───── Records for the exercise ─────

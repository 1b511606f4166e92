//! Reusable OpenAPI response types for consistent API documentation.

use super::ErrorResponse;
use utoipa::ToResponse;

#[derive(ToResponse)]
#[response(
    description = "Internal Server Error",
    content_type = "application/json",
    example = json!({
        "code": 1005,
        "error": "INTERNAL_ERROR",
        "message": "An internal server error occurred"
    })
)]
pub struct InternalServerErrorResponse(pub ErrorResponse);

#[derive(ToResponse)]
#[response(
    description = "Bad Request - Validation Error",
    content_type = "application/json",
    example = json!({
        "code": 1001,
        "error": "VALIDATION_ERROR",
        "message": "Title and startTime are required fields.",
        "details": {
            "title": [{
                "code": "length",
                "message": "Title and startTime are required fields.",
                "params": {"min": 1, "value": ""}
            }]
        }
    })
)]
pub struct BadRequestValidationResponse(pub ErrorResponse);

#[derive(ToResponse)]
#[response(
    description = "Bad Request - Invalid UUID",
    content_type = "application/json",
    example = json!({
        "code": 1002,
        "error": "INVALID_UUID",
        "message": "Invalid UUID format"
    })
)]
pub struct BadRequestUuidResponse(pub ErrorResponse);

#[derive(ToResponse)]
#[response(
    description = "Resource not found",
    content_type = "application/json",
    example = json!({
        "code": 1004,
        "error": "NOT_FOUND",
        "message": "Event not found."
    })
)]
pub struct NotFoundResponse(pub ErrorResponse);

#[derive(ToResponse)]
#[response(
    description = "Unauthorized - Authentication required",
    content_type = "application/json",
    example = json!({
        "code": 1006,
        "error": "UNAUTHORIZED",
        "message": "Authentication required"
    })
)]
pub struct UnauthorizedResponse(pub ErrorResponse);

#[derive(ToResponse)]
#[response(
    description = "Forbidden - Insufficient permissions",
    content_type = "application/json",
    example = json!({
        "code": 1007,
        "error": "FORBIDDEN",
        "message": "You are not authorized to update this event."
    })
)]
pub struct ForbiddenResponse(pub ErrorResponse);

#[derive(ToResponse)]
#[response(
    description = "Conflict - Resource already exists",
    content_type = "application/json",
    example = json!({
        "code": 1008,
        "error": "CONFLICT",
        "message": "A user with this email already exists."
    })
)]
pub struct ConflictResponse(pub ErrorResponse);

#[derive(ToResponse)]
#[response(
    description = "Service Unavailable",
    content_type = "application/json",
    example = json!({
        "code": 1011,
        "error": "SERVICE_UNAVAILABLE",
        "message": "Service is temporarily unavailable"
    })
)]
pub struct ServiceUnavailableResponse(pub ErrorResponse);
use super::config::JwtConfig;
use chrono::{Duration, Utc};
use jsonwebtoken::{Algorithm, DecodingKey, EncodingKey, Header, Validation, decode, encode};
use serde::{Deserialize, Serialize};
use uuid::Uuid;

/// JWT claims structure
#[derive(Debug, Clone, PartialEq, Eq, Serialize, Deserialize)]
pub struct JwtClaims {
    pub sub: String,      // Subject (user ID)
    pub username: String, // Display name
    pub email: String,    // User email, lowercased
    pub exp: i64,         // Expiration time
    pub iat: i64,         // Issued at
    pub jti: String,      // Token ID
}

/// Stateless HS256 token issuer and verifier.
#[derive(Clone)]
pub struct JwtAuth {
    encoding: EncodingKey,
    decoding: DecodingKey,
    ttl_secs: i64,
}

impl JwtAuth {
    pub fn new(config: &JwtConfig) -> Self {
        tracing::info!(ttl_secs = config.ttl_secs, "JWT auth initialized");
        Self {
            encoding: EncodingKey::from_secret(config.secret.as_bytes()),
            decoding: DecodingKey::from_secret(config.secret.as_bytes()),
            ttl_secs: config.ttl_secs,
        }
    }

    /// Lifetime of issued tokens in seconds.
    pub fn ttl_secs(&self) -> i64 {
        self.ttl_secs
    }

    /// Issue a signed token for a user.
    pub fn issue_token(&self, user_id: Uuid, username: &str, email: &str) -> eyre::Result<String> {
        let now = Utc::now();

        let claims = JwtClaims {
            sub: user_id.to_string(),
            username: username.to_string(),
            email: email.to_string(),
            exp: (now + Duration::seconds(self.ttl_secs)).timestamp(),
            iat: now.timestamp(),
            jti: Uuid::new_v4().to_string(),
        };

        let token = encode(&Header::new(Algorithm::HS256), &claims, &self.encoding)?;
        Ok(token)
    }

    /// Verify the signature and expiry, then decode the claims.
    pub fn verify_token(&self, token: &str) -> eyre::Result<JwtClaims> {
        let token_data = decode::<JwtClaims>(token, &self.decoding, &Validation::new(Algorithm::HS256))?;
        Ok(token_data.claims)
    }
}

#[cfg(test)]
mod tests {
    use super::*;

    fn auth() -> JwtAuth {
        JwtAuth::new(&JwtConfig::new("test-secret-key-that-is-at-least-32-chars"))
    }

    #[test]
    fn test_issue_and_verify_token() {
        let auth = auth();
        let user_id = Uuid::now_v7();

        let token = auth.issue_token(user_id, "ada", "ada@example.com").unwrap();
        let claims = auth.verify_token(&token).unwrap();

        assert_eq!(claims.sub, user_id.to_string());
        assert_eq!(claims.username, "ada");
        assert_eq!(claims.email, "ada@example.com");
        assert_eq!(claims.exp - claims.iat, 3600);
    }

    #[test]
    fn test_each_token_has_unique_jti() {
        let auth = auth();
        let user_id = Uuid::now_v7();

        let a = auth.verify_token(&auth.issue_token(user_id, "a", "a@x.io").unwrap()).unwrap();
        let b = auth.verify_token(&auth.issue_token(user_id, "a", "a@x.io").unwrap()).unwrap();
        assert_ne!(a.jti, b.jti);
    }

    #[test]
    fn test_rejects_token_signed_with_other_secret() {
        let other = JwtAuth::new(&JwtConfig::new("another-secret-key-that-is-32-chars-long"));
        let token = other.issue_token(Uuid::now_v7(), "a", "a@x.io").unwrap();

        assert!(auth().verify_token(&token).is_err());
    }

    #[test]
    fn test_rejects_expired_token() {
        let config = JwtConfig::new("test-secret-key-that-is-at-least-32-chars").with_ttl_secs(-600);
        let auth = JwtAuth::new(&config);
        let token = auth.issue_token(Uuid::now_v7(), "a", "a@x.io").unwrap();

        assert!(auth.verify_token(&token).is_err());
    }

    #[test]
    fn test_rejects_garbage() {
        assert!(auth().verify_token("not.a.token").is_err());
    }
}
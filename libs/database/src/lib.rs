//! MongoDB connection management for the workspace services.
//!
//! - [`mongodb`]: configuration from the environment, connecting with retry,
//!   and ping-based health checks
//! - [`common`]: the shared error type and retry with exponential backoff
//!
//! ```ignore
//! use core_config::FromEnv;
//! use database::mongodb::{MongoConfig, connect_from_config_with_retry};
//!
//! let config = MongoConfig::from_env()?;
//! let client = connect_from_config_with_retry(&config, None).await?;
//! let db = client.database(config.database());
//! ```

pub mod common;
pub mod mongodb;

pub use common::{DatabaseError, DatabaseResult, RetryConfig, retry, retry_with_backoff};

─────

## [Exercise]
Set down only the lines above that fall between the line holding "use super::config::JwtConfig;" and the line holding "User email, lowercased", inclusive, keeping each exact.

## [Response]
use super::config::JwtConfig;
use chrono::{Duration, Utc};
use jsonwebtoken::{Algorithm, DecodingKey, EncodingKey, Header, Validation, decode, encode};
use serde::{Deserialize, Serialize};
use uuid::Uuid;

/// JWT claims structure
#[derive(Debug, Clone, PartialEq, Eq, Serialize, Deserialize)]
pub struct JwtClaims {
    pub sub: String,      // Subject (user ID)
    pub username: String, // Display name
    pub email: String,    // User email, lowercased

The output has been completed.